The odds of developing anemia in children whose household had three or more under-five children is 1.19 times that of children whose household had one or two under-five children. This result was concordant with previous studies conducted in Brazil [14], Lao People’s Democratic Republic [15], and Ethiopia [16]. The possible reason could be when the number of under-five children increases has an impact on health problems due to competition for foods, getting appropriate health care services this also leads to infections and cross contaminations [50]. This might worsen the quality of care for children, and increase the risk of anemia.

Fever is also one of the determinants of childhood anemia. The odds of developing anemia in children who had a fever within the last 2 weeks preceding the interview is 1.36 times that of children who had no fever within the last 2 weeks. This finding is consistent with studies conducted in Burma [13], Nigeria [11], and Southern Ethiopia [18]. This could be a fever in children that can be caused by different infectious diseases like malaria, septicemia, tuberculosis, and kalazar that cause anemia by infecting and destructing red blood cells or by different mechanisms [51].

Children with moderate or severe stunting were 1.30 and 1.82 times more likely to have anemia than children who were not stunted.

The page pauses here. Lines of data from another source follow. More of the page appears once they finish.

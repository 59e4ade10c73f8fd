//! Schedule-or-replace task holder used to coalesce help generation.
//!
//! At most one task is pending. Scheduling again replaces it and pushes the
//! deadline out; the task fires once [`Debouncer::poll`] sees the deadline
//! pass, or immediately on [`Debouncer::flush`]. Time is passed in so that
//! callers (and tests) control the clock.

use std::time::{Duration, Instant};

#[derive(Debug)]
pub struct Debouncer<T> {
    window: Duration,
    pending: Option<(Instant, T)>,
}

impl<T> Debouncer<T> {
    pub fn new(window: Duration) -> Self {
        Self {
            window,
            pending: None,
        }
    }

    pub fn window(&self) -> Duration {
        self.window
    }

    /// Schedules `task` to fire `window` after `now`, replacing a pending one.
    ///
    /// Returns `true` when an earlier task was replaced.
    pub fn schedule(&mut self, now: Instant, task: T) -> bool {
        self.pending.replace((now + self.window, task)).is_some()
    }

    pub fn is_pending(&self) -> bool {
        self.pending.is_some()
    }

    pub fn deadline(&self) -> Option<Instant> {
        self.pending.as_ref().map(|(deadline, _)| *deadline)
    }

    /// Takes the pending task if its deadline has passed.
    pub fn poll(&mut self, now: Instant) -> Option<T> {
        match &self.pending {
            Some((deadline, _)) if now >= *deadline => self.pending.take().map(|(_, task)| task),
            _ => None,
        }
    }

    /// Takes the pending task regardless of its deadline.
    pub fn flush(&mut self) -> Option<T> {
        self.pending.take().map(|(_, task)| task)
    }
}

#[cfg(test)]
mod tests {
    use super::*;

    #[test]
    fn test_task_fires_after_window() {
        let start = Instant::now();
        let mut debouncer = Debouncer::new(Duration::from_secs(1));
        assert!(!debouncer.schedule(start, "write"));

        assert_eq!(debouncer.poll(start + Duration::from_millis(999)), None);
        assert_eq!(debouncer.poll(start + Duration::from_secs(1)), Some("write"));
        assert!(!debouncer.is_pending());
    }

    #[test]
    fn test_reschedule_replaces_and_extends() {
        let start = Instant::now();
        let mut debouncer = Debouncer::new(Duration::from_secs(1));
        debouncer.schedule(start, 1);
        assert!(debouncer.schedule(start + Duration::from_millis(600), 2));

        assert_eq!(debouncer.poll(start + Duration::from_millis(1200)), None);
        assert_eq!(debouncer.poll(start + Duration::from_millis(1600)), Some(2));
        assert_eq!(debouncer.poll(start + Duration::from_secs(5)), None);
    }

    #[test]
    fn test_flush_fires_immediately() {
        let mut debouncer = Debouncer::new(Duration::from_secs(60));
        debouncer.schedule(Instant::now(), "write");
        assert_eq!(debouncer.flush(), Some("write"));
        assert_eq!(debouncer.flush(), None);
    }
}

This result is in agreement with previous studies conducted in Burma [13], Kenya [20], and Ethiopia [10, 12, 16,17,18, 24]. Pathophysiological explanation implies reverse causation between stunting and anemia. In malnourished children, gastrointestinal epithelium disturbance leads to the development of anemia by impairing the absorption of nutrients [51]. on the other hand, anemia during the period of rapid growth leads to irreversible growth retardation [4, 46], coexist with other micronutrient deficiencies, and stunting may increase the development of anemia by a synergism association. The problem of anemia continues to be a public health challenge in these countries, particularly in Africa, with serious consequences for the most vulnerable populations such as children and pregnant women. Therefore, to reduce childhood anemia in different settings policies and programs for anemia control should account for the spatial heterogeneity of anemia.

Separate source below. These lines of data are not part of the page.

//! Demo program declaring its options from several contexts.
//!
//! ```text
//! time-machine --time "June 28, 2009" --traveler A --traveler B
//! time-machine advanced --speed 4000 --backup-location ../backups/
//! time-machine --help
//! time-machine --generate-help
//! ```
//!
//! Resolved values are printed as JSON.

use command_options_core::{OptionConfig, OptionSet};
use command_options_registry::{
    Capture, EXIT_HELP, Mode, OptionsError, ResolvedOptions, Session, SessionConfig,
};
use tracing::debug;
use tracing_subscriber::EnvFilter;

fn travel_options() -> OptionSet {
    OptionSet::new()
        .with(
            "time",
            OptionConfig::string()
                .with_alias("t")
                .with_placeholder("TIME")
                .with_description("When to travel")
                .required(),
        )
        .with(
            "traveler",
            OptionConfig::string()
                .with_placeholder("NAME")
                .with_description("Who is travelling, repeat for every traveler")
                .required()
                .multiple(),
        )
        .with(
            "location",
            OptionConfig::string()
                .with_alias("l")
                .with_placeholder("PLACE")
                .with_description("Where to go")
                .with_default("X"),
        )
}

fn advanced_options() -> OptionSet {
    OptionSet::new()
        .with(
            "speed",
            OptionConfig::number()
                .with_placeholder("MPH")
                .with_description("Travel speed")
                .with_default(100),
        )
        .with(
            "backup-location",
            OptionConfig::url()
                .with_placeholder("PATH")
                .with_description("Where to keep backups of the timeline"),
        )
}

fn output_options() -> OptionSet {
    OptionSet::new().with(
        "pretty",
        OptionConfig::boolean().with_description("Pretty-print the resolved values"),
    )
}

fn print_values(command: &str, values: &ResolvedOptions, pretty: bool) -> Result<(), OptionsError> {
    let output = serde_json::json!({ "command": command, "options": values });
    let text = if pretty {
        serde_json::to_string_pretty(&output)?
    } else {
        serde_json::to_string(&output)?
    };
    println!("{text}");
    Ok(())
}

fn run(session: &mut Session) -> Result<(), OptionsError> {
    session.set_description("Travel through time. Options are declared by several parts of the program.");

    let travel = session.context("Time Machine");
    session.describe(travel, "Where, when and with whom to travel.");
    session.declare(travel, "", &travel_options(), true)?;

    let advanced = session.context("Advanced Travel");
    session.declare(advanced, "advanced", &advanced_options(), false)?;

    // Output settings are only known once the program reaches its output phase.
    session.defer(|s| {
        let output = s.context("Output");
        s.declare(output, "", &output_options(), true)
    });

    if let Capture::Exit { code, output } = session.capture()? {
        if let Some(output) = output {
            print!("{output}");
        }
        std::process::exit(code);
    }

    session.run_deferred()?;
    let output = session.context("Output");
    let pretty = session
        .resolve(output, "", &output_options(), false)?
        .is_some_and(|values| values.flag("pretty"));

    if let Some(values) = session.resolve(advanced, "advanced", &advanced_options(), true)? {
        debug!(options = values.len(), "Running advanced travel");
        return print_values("advanced", &values, pretty);
    }

    let values = session
        .resolve(travel, "", &travel_options(), false)?
        .unwrap_or_default();
    print_values("", &values, pretty)
}

fn main() {
    tracing_subscriber::fmt()
        .with_env_filter(EnvFilter::from_default_env())
        .with_writer(std::io::stderr)
        .init();

    let mut session = Session::from_env(SessionConfig::default()).unwrap_or_else(|err| err.exit());

    if session.mode() == Mode::ShowHelp {
        if let Some(help) = session.try_static_help() {
            print!("{help}");
            std::process::exit(EXIT_HELP);
        }
    }

    if let Err(err) = run(&mut session) {
        err.exit();
    }

    for warning in session.warnings() {
        eprintln!("warning: {warning}");
    }
}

Strength and limitations of the study

The strengths of this study, first, the study was based on nationally representative weighted data and can be generalized at the national level. Second, the use of spatial analysis to explore the spatial variation and significant hotspot areas of childhood anemia and using the mixed-effect advanced model to get a real estimate. The limitation of this study is some variables there is retrospective nature so mothers were asked to remember events that happen in the past which leads to recall bias and it is secondary data collected at appoint in time so doesn’t show temporal relationship.

Conclusion

This study found that childhood anemia was not random in Ethiopia. High-risk areas for childhood anemia were found in West of part Oromia, Harari, Dire Dawa, North West Somali, and entire and North West Afar regions of the country. Anemia is a major public health problem in Ethiopia in under-five children. In general, age of child, wealth index, mother’s current working status, maternal anemic status, number of under-five children in the household, fever in the last 2 weeks, and stunting were variables that had achieved statically significant association for childhood anemia. Therefore, high-risk areas for childhood anemia needs to be given priority and targeted with interventions to reduce the burden of childhood anemia in under-five children.